Sábado – Pense por si

Francisca Costa
Francisca Costa Gestora de projetos
15 de novembro de 2024 às 07:37

Telenovela anticlimática

Até porque, quando falamos em colonialismo, atentados a direitos humanos ou crimes ambientais, poucos são os países que não têm culpa no cartório.

A Cimeira do Clima (COP 29) iniciou esta semana no Azerbaijão e desde então que tem sido o principal palco para trocas de acusações entre os líderes mundiais.

A COP ou Conferência das Partes é o órgão máximo da Convenção Quadro das Nações Unidas para para o Combate às Alterações Climáticas. Esta reúne todos os estados que assinaram a convenção, com o objetivo fazer um ponto de situação sobre a política climática global.

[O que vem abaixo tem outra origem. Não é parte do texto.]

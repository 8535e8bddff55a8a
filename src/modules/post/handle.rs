use actix_web::{get, post, web, HttpRequest};
use uuid::Uuid;

use crate::{
    api::{error, success},
    middlewares::get_claims,
    modules::post::{
        model::{CommentBody, CreatePostBody, LikeResponse, PostDetail},
        repository_pg::PostRepositoryPg,
        schema::{CommentEntity, PostEntity},
        service::PostService,
    },
};

pub type PostSvc = PostService<PostRepositoryPg>;

#[post("/")]
pub async fn create_post(
    post_service: web::Data<PostSvc>,
    body: web::Json<CreatePostBody>,
    req: HttpRequest,
) -> Result<success::Success<PostEntity>, error::Error> {
    let author = get_claims(&req)?.sub;
    let post =
        post_service.create_post(author, body.content.clone(), body.image_url.clone()).await?;

    Ok(success::Success::created(Some(post)).message("Post created successfully"))
}

#[get("/")]
pub async fn get_feed(
    post_service: web::Data<PostSvc>,
    req: HttpRequest,
) -> Result<success::Success<Vec<PostDetail>>, error::Error> {
    get_claims(&req)?;
    let feed = post_service.get_feed().await?;

    Ok(success::Success::ok(Some(feed)))
}

#[post("/{post_id}/like")]
pub async fn toggle_like(
    post_service: web::Data<PostSvc>,
    post_id: web::Path<Uuid>,
    req: HttpRequest,
) -> Result<success::Success<LikeResponse>, error::Error> {
    let acting = get_claims(&req)?.sub;
    let post_id = post_id.into_inner();
    let liked = post_service.toggle_like(acting, post_id).await?;

    Ok(success::Success::ok(Some(LikeResponse { post_id, liked })))
}

#[post("/{post_id}/comments")]
pub async fn add_comment(
    post_service: web::Data<PostSvc>,
    post_id: web::Path<Uuid>,
    body: web::Json<CommentBody>,
    req: HttpRequest,
) -> Result<success::Success<CommentEntity>, error::Error> {
    let acting = get_claims(&req)?.sub;
    let comment = post_service.add_comment(acting, *post_id, &body.content).await?;

    Ok(success::Success::created(Some(comment)).message("Comment posted successfully"))
}
use std::collections::HashMap;
use std::sync::atomic::{AtomicU64, Ordering};
use std::time::Duration;

use tokio::sync::Mutex;
use uuid::Uuid;

/// Coalesces bursts of search calls per account. Each call registers a new
/// generation for its key and waits out the quiescence window; only the call
/// still holding the latest generation afterwards is admitted to the store.
/// Superseded calls return `false` and their responses are discarded, so a
/// slow early keystroke can never overwrite a later one.
pub struct SearchDebouncer {
    window: Duration,
    counter: AtomicU64,
    latest: Mutex<HashMap<Uuid, u64>>,
}

impl SearchDebouncer {
    pub fn new(window: Duration) -> Self {
        SearchDebouncer { window, counter: AtomicU64::new(0), latest: Mutex::new(HashMap::new()) }
    }

    pub async fn admit(&self, key: Uuid) -> bool {
        let generation = self.counter.fetch_add(1, Ordering::Relaxed) + 1;
        self.latest.lock().await.insert(key, generation);

        tokio::time::sleep(self.window).await;

        let mut latest = self.latest.lock().await;
        if latest.get(&key) == Some(&generation) {
            latest.remove(&key);
            true
        } else {
            false
        }
    }
}

#[cfg(test)]
mod tests {
    use super::*;
    use std::sync::Arc;

    #[tokio::test]
    async fn only_last_call_in_a_burst_is_admitted() {
        let debouncer = Arc::new(SearchDebouncer::new(Duration::from_millis(50)));
        let key = Uuid::now_v7();

        let mut handles = Vec::new();
        for _ in 0..3 {
            let d = debouncer.clone();
            handles.push(tokio::spawn(async move { d.admit(key).await }));
            tokio::time::sleep(Duration::from_millis(10)).await;
        }

        let results: Vec<bool> =
            futures_util::future::join_all(handles).await.into_iter().map(|r| r.unwrap()).collect();
        assert_eq!(results, vec![false, false, true]);
    }

    #[tokio::test]
    async fn distinct_keys_do_not_interfere() {
        let debouncer = Arc::new(SearchDebouncer::new(Duration::from_millis(30)));
        let a = Uuid::now_v7();
        let b = Uuid::now_v7();

        let (ra, rb) = tokio::join!(debouncer.admit(a), debouncer.admit(b));
        assert!(ra);
        assert!(rb);
    }

    #[tokio::test]
    async fn sequential_calls_are_all_admitted() {
        let debouncer = SearchDebouncer::new(Duration::from_millis(10));
        let key = Uuid::now_v7();

        assert!(debouncer.admit(key).await);
        assert!(debouncer.admit(key).await);
    }
}
use uuid::Uuid;

use crate::{
    api::error,
    modules::file_upload::{model::NewFile, repository::FileRepository, schema::FileEntity},
};

#[derive(Clone)]
pub struct FileRepositoryPg {
    pool: sqlx::PgPool,
}

impl FileRepositoryPg {
    pub fn new(pool: sqlx::PgPool) -> Self {
        Self { pool }
    }
}

#[async_trait::async_trait]
impl FileRepository for FileRepositoryPg {
    async fn create(&self, file: &NewFile) -> Result<FileEntity, error::SystemError> {
        let entity = sqlx::query_as::<_, FileEntity>(
            r#"
            INSERT INTO files (id, filename, original_filename, mime_type, file_size, storage_path, uploaded_by)
            VALUES ($1, $2, $3, $4, $5, $6, $7)
            RETURNING *
            "#,
        )
        .bind(Uuid::now_v7())
        .bind(&file.filename)
        .bind(&file.original_filename)
        .bind(&file.mime_type)
        .bind(file.file_size)
        .bind(&file.storage_path)
        .bind(file.uploaded_by)
        .fetch_one(&self.pool)
        .await?;

        Ok(entity)
    }

    async fn find_by_id(&self, file_id: &Uuid) -> Result<Option<FileEntity>, error::SystemError> {
        let file = sqlx::query_as::<_, FileEntity>("SELECT * FROM files WHERE id = $1")
            .bind(file_id)
            .fetch_optional(&self.pool)
            .await?;

        Ok(file)
    }

    async fn delete(&self, file_id: &Uuid) -> Result<(), error::SystemError> {
        sqlx::query("DELETE FROM files WHERE id = $1").bind(file_id).execute(&self.pool).await?;

        Ok(())
    }
}
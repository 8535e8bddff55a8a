use actix_web::{
    body::MessageBody,
    dev::{ServiceRequest, ServiceResponse},
    middleware::Next,
    Error, HttpMessage, HttpRequest,
};
use futures_util::{future::LocalBoxFuture, FutureExt};
use std::rc::Rc;

use crate::{
    api::error,
    modules::user::schema::UserRole,
    utils::{Claims, TypeClaims},
    ENV,
};

pub async fn authentication<B>(
    req: ServiceRequest,
    next: Next<B>,
) -> Result<ServiceResponse<B>, Error>
where
    B: MessageBody + 'static,
{
    let auth = req.headers().get("Authorization").and_then(|h| h.to_str().ok());
    let token = match auth.and_then(|h| h.strip_prefix("Bearer ")) {
        Some(t) => t,
        None => {
            return Err(error::Error::unauthorized("Token Invalid or Expired").into());
        }
    };

    let claims = Claims::decode(token, ENV.jwt_secret.as_ref())
        .map_err(|_| error::Error::forbidden("Token Invalid or Expired"))?;

    // Refresh tokens are only valid on the refresh endpoint.
    if claims._type == Some(TypeClaims::RefreshToken) {
        return Err(error::Error::forbidden("Token Invalid or Expired").into());
    }

    req.extensions_mut().insert(claims);

    next.call(req).await
}

pub fn get_claims(req: &HttpRequest) -> Result<Claims, error::Error> {
    let extensions = req.extensions();

    let claims = extensions
        .get::<Claims>()
        .ok_or_else(|| error::Error::unauthorized("Unauthorized"))?
        .clone();

    Ok(claims)
}

pub fn authorization<B>(
    allowed_roles: Vec<UserRole>,
) -> impl Fn(
    ServiceRequest,
    Next<B>,
) -> LocalBoxFuture<'static, Result<ServiceResponse<B>, actix_web::Error>>
where
    B: MessageBody + 'static,
{
    let allowed_roles = Rc::new(allowed_roles);
    move |req: ServiceRequest, next: Next<B>| {
        let roles = allowed_roles.clone();
        async move {
            let role = get_claims(req.request())?.role;

            if !roles.contains(&role) {
                return Err(error::Error::forbidden("No permission").into());
            }
            next.call(req).await
        }
        .boxed_local()
    }
}
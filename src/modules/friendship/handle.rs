use actix_web::{get, post, web, HttpRequest};
use uuid::Uuid;

use crate::{
    api::{error, success},
    middlewares::get_claims,
    modules::{
        friendship::{
            model::{
                Decision, FriendRequestResponse, FriendResponse, SearchCandidate, SearchParams,
                SendRequestBody,
            },
            repository_pg::FriendshipRepositoryPg,
            schema::FriendshipEntity,
            service::FriendshipService,
        },
        user::repository_pg::UserRepositoryPg,
    },
    utils::ValidatedQuery,
};

pub type FriendshipSvc = FriendshipService<FriendshipRepositoryPg, UserRepositoryPg>;

#[post("/requests")]
pub async fn send_friend_request(
    friendship_service: web::Data<FriendshipSvc>,
    body: web::Json<SendRequestBody>,
    req: HttpRequest,
) -> Result<success::Success<FriendshipEntity>, error::Error> {
    let requester = get_claims(&req)?.sub;
    let request = friendship_service.send_request(requester, body.addressee_id).await?;

    Ok(success::Success::created(Some(request)).message("Friend request sent successfully"))
}

#[post("/requests/{request_id}/accept")]
pub async fn accept_friend_request(
    friendship_service: web::Data<FriendshipSvc>,
    request_id: web::Path<Uuid>,
    req: HttpRequest,
) -> Result<success::Success<FriendshipEntity>, error::Error> {
    let acting = get_claims(&req)?.sub;
    let updated =
        friendship_service.respond_to_request(acting, *request_id, Decision::Accept).await?;

    Ok(success::Success::ok(Some(updated)).message("Friend request accepted successfully"))
}

#[post("/requests/{request_id}/decline")]
pub async fn decline_friend_request(
    friendship_service: web::Data<FriendshipSvc>,
    request_id: web::Path<Uuid>,
    req: HttpRequest,
) -> Result<success::Success<FriendshipEntity>, error::Error> {
    let acting = get_claims(&req)?.sub;
    let updated =
        friendship_service.respond_to_request(acting, *request_id, Decision::Decline).await?;

    Ok(success::Success::ok(Some(updated)).message("Friend request declined"))
}

#[get("/requests")]
pub async fn list_friend_requests(
    friendship_service: web::Data<FriendshipSvc>,
    req: HttpRequest,
) -> Result<success::Success<Vec<FriendRequestResponse>>, error::Error> {
    let acting = get_claims(&req)?.sub;
    let requests = friendship_service.list_pending(acting).await?;

    Ok(success::Success::ok(Some(requests)).message("Friend requests retrieved successfully"))
}

#[get("/search")]
pub async fn search_candidates(
    friendship_service: web::Data<FriendshipSvc>,
    params: ValidatedQuery<SearchParams>,
    req: HttpRequest,
) -> Result<success::Success<Vec<SearchCandidate>>, error::Error> {
    let acting = get_claims(&req)?.sub;
    let query = params.0.q.as_deref().unwrap_or("");
    let candidates = friendship_service.search_candidates(acting, query).await?;

    Ok(success::Success::ok(Some(candidates)))
}

#[get("/with/{user_id}")]
pub async fn relationship_with(
    friendship_service: web::Data<FriendshipSvc>,
    user_id: web::Path<Uuid>,
    req: HttpRequest,
) -> Result<success::Success<FriendshipEntity>, error::Error> {
    let acting = get_claims(&req)?.sub;
    let relationship = friendship_service.relationship_between(acting, *user_id).await?;

    Ok(success::Success::ok(relationship))
}

#[get("/")]
pub async fn list_friends(
    friendship_service: web::Data<FriendshipSvc>,
    req: HttpRequest,
) -> Result<success::Success<Vec<FriendResponse>>, error::Error> {
    let acting = get_claims(&req)?.sub;
    let friends = friendship_service.list_friends(acting).await?;

    Ok(success::Success::ok(Some(friends)).message("Friends retrieved successfully"))
}
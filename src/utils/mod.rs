use actix_web::{web, FromRequest};
use argon2::{
    password_hash::{Error as PasswordHashError, PasswordHash, PasswordHasher, SaltString},
    Argon2, PasswordVerifier,
};
use futures_util::future::LocalBoxFuture;
use jsonwebtoken::{decode, encode, Algorithm, DecodingKey, EncodingKey, Header, Validation};
use rand::rngs::OsRng;
use serde::{de::Deserializer, Deserialize, Serialize};
use validator::Validate;

use crate::{api::error, modules::user::schema::UserRole};

lazy_static::lazy_static! {
  static ref ARGON2: Argon2<'static> = Argon2::default();
}

pub fn hash_password(password: &str) -> Result<String, error::SystemError> {
    let salt = SaltString::generate(&mut OsRng);
    let hash = ARGON2.hash_password(password.as_bytes(), &salt)?;
    Ok(hash.to_string())
}

pub fn verify_password(hash: &str, password: &str) -> Result<bool, error::SystemError> {
    let parsed_hash = PasswordHash::new(hash)?;
    match ARGON2.verify_password(password.as_bytes(), &parsed_hash) {
        Ok(_) => Ok(true),
        Err(PasswordHashError::Password) => Ok(false),
        Err(e) => Err(error::SystemError::HashError(e)),
    }
}

#[derive(Debug, Clone, Serialize, Deserialize, PartialEq)]
pub enum TypeClaims {
    RefreshToken,
    AccessToken,
}

#[derive(Debug, Clone, Serialize, Deserialize)]
pub struct Claims {
    pub sub: uuid::Uuid,
    pub iat: u64,
    pub exp: u64,
    pub jti: Option<uuid::Uuid>,
    pub role: UserRole,
    pub _type: Option<TypeClaims>,
}

impl Claims {
    pub fn new(sub: &uuid::Uuid, role: &UserRole, exp: u64) -> Self {
        let now = chrono::Utc::now().timestamp() as u64;
        Claims { sub: *sub, iat: now, exp: now + exp, role: role.clone(), jti: None, _type: None }
    }

    pub fn with_jti(mut self, jti: uuid::Uuid) -> Self {
        self.jti = Some(jti);
        self
    }

    pub fn with_type(mut self, _type: TypeClaims) -> Self {
        self._type = Some(_type);
        self
    }

    pub fn encode(&self, secret: &[u8]) -> Result<String, error::SystemError> {
        let header = Header::new(Algorithm::HS256);
        let token = encode(&header, self, &EncodingKey::from_secret(secret))?;
        Ok(token)
    }

    pub fn decode(token: &str, secret: &[u8]) -> Result<Self, error::SystemError> {
        let mut validation = Validation::new(Algorithm::HS256);
        validation.validate_exp = true;
        validation.validate_nbf = false;
        let token_data = decode::<Self>(token, &DecodingKey::from_secret(secret), &validation)?;
        Ok(token_data.claims)
    }
}

/// Distinguishes "field absent" from "field set to null" in PATCH bodies.
pub fn double_option<'de, T, D>(de: D) -> Result<Option<Option<T>>, D::Error>
where
    T: Deserialize<'de>,
    D: Deserializer<'de>,
{
    Deserialize::deserialize(de).map(Some)
}

pub struct ValidatedJson<T>(pub T);

impl<T> FromRequest for ValidatedJson<T>
where
    T: Validate + serde::de::DeserializeOwned + 'static,
{
    type Error = error::Error;
    type Future = LocalBoxFuture<'static, Result<Self, Self::Error>>;

    fn from_request(
        req: &actix_web::HttpRequest,
        payload: &mut actix_web::dev::Payload,
    ) -> Self::Future {
        let fut = web::Json::<T>::from_request(req, payload);

        Box::pin(async move {
            let json = fut.await.map_err(|e| error::Error::BadRequest(e.to_string().into()))?;
            let model = json.into_inner();
            model.validate().map_err(|e| error::Error::BadRequest(e.to_string().into()))?;
            Ok(ValidatedJson(model))
        })
    }
}

pub struct ValidatedQuery<T>(pub T);

impl<T> FromRequest for ValidatedQuery<T>
where
    T: Validate + serde::de::DeserializeOwned + 'static,
{
    type Error = error::Error;
    type Future = LocalBoxFuture<'static, Result<Self, Self::Error>>;

    fn from_request(
        req: &actix_web::HttpRequest,
        payload: &mut actix_web::dev::Payload,
    ) -> Self::Future {
        let fut = web::Query::<T>::from_request(req, payload);

        Box::pin(async move {
            let query = fut.await.map_err(|e| error::Error::BadRequest(e.to_string().into()))?;
            query.validate().map_err(|e| error::Error::BadRequest(e.to_string().into()))?;
            Ok(ValidatedQuery(query.into_inner()))
        })
    }
}

#[cfg(test)]
mod tests {
    use super::*;

    #[test]
    fn password_hash_roundtrip() {
        let hash = hash_password("sterk-wagwoord").unwrap();
        assert_ne!(hash, "sterk-wagwoord");
        assert!(verify_password(&hash, "sterk-wagwoord").unwrap());
        assert!(!verify_password(&hash, "verkeerd").unwrap());
    }

    #[test]
    fn claims_roundtrip() {
        let sub = uuid::Uuid::now_v7();
        let claims = Claims::new(&sub, &UserRole::User, 900).with_type(TypeClaims::AccessToken);
        let token = claims.encode(b"test-secret").unwrap();
        let decoded = Claims::decode(&token, b"test-secret").unwrap();
        assert_eq!(decoded.sub, sub);
        assert_eq!(decoded._type, Some(TypeClaims::AccessToken));
    }

    #[test]
    fn claims_rejects_wrong_secret() {
        let sub = uuid::Uuid::now_v7();
        let token = Claims::new(&sub, &UserRole::User, 900).encode(b"secret-a").unwrap();
        assert!(Claims::decode(&token, b"secret-b").is_err());
    }
}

Depois de se reunirem no Dubai em 2023 e acordarem a eliminação gradual dos combustíveis fósseis, este ano, os líderes mundiais reunem-se pela vigésima nona vez. O grande objetivo é chegar a um acordo para um novo objetivo de financiamento climático capaz de dar resposta aos países mais afetados e assegurar a mitigação e adaptação às alterações climáticas, sendo Baku, a capital do Azerbaijão o local escolhido para o efeito.

À semelhança do ano anterior, o país anfitrião para a realização da COP não foi consensual. Este foi fortemente criticado por diversas organizações internacionais, precisamente pelas principais exportações deste país serem petróleo e gás, recursos responsáveis por alimentar a crise climática que esta cimeira se propõe a resolver. Para além disso, o Azerbaijão tem sido sucessivamente acusado de atentados aos direitos humanos e limpeza étnica do povo armeniano, o que não favorece particularmente a sua reputação internacional.

No entanto, para manter uma boa imagem, mal a COP tinha acabado de começar já o presidente do Azerbaijão usava a sua condição de anfitrião para acusar a França e os Países Baixos de serem responsáveis por neocolonialismo e crimes ambientais nas suas ex-colónias. De orgulho ferido, e talvez um pouco de inseguranças face às acusações, tal resultou na saída da delegação gaulesa das negociações, sendo que já antes do início da cimeira o executivo francês tinha desencorajado a sua delegação a atender a esta Conferência, devido à estreita relação que mantém com o povo armeniano.

Ao mesmo tempo, Javier Milei, primeiro-ministro da Argentina e negacionista das alterações climáticas, aproveitou para capitalizar esta conferência e pedir aos seus delegados para abandonarem a COP sem qualquer tipo de justificação. Tal aconteceu depois do líder argentino ter ameaçado sair do acordo de Paris, um dos maiores acordos internacionais ao nível das alterações climáticas.

Estando a pouco mais de cinco anos de atingirmos um ponto sem retorno para evitar o aquecimento global, esta cimeira requeria, acima de tudo, compromisso, ambição e amnistias políticas. Até porque, quando falamos em colonialismo, atentados a direitos humanos ou crimes ambientais, poucos são os países que não têm culpa no cartório.

Em vez disso, vemos os líderes mundiais a usarem a COP como campo de batalha para acusações políticas, criando a instabilidade necessária para dificultar um acordo para a nova meta de financiamento. No final do dia, tudo se trata de jogos de poder que inviabilizam objetivos ambiciosos e desviam as atenções, continuando mais um ano a alimentar esta telenovela anticlimática.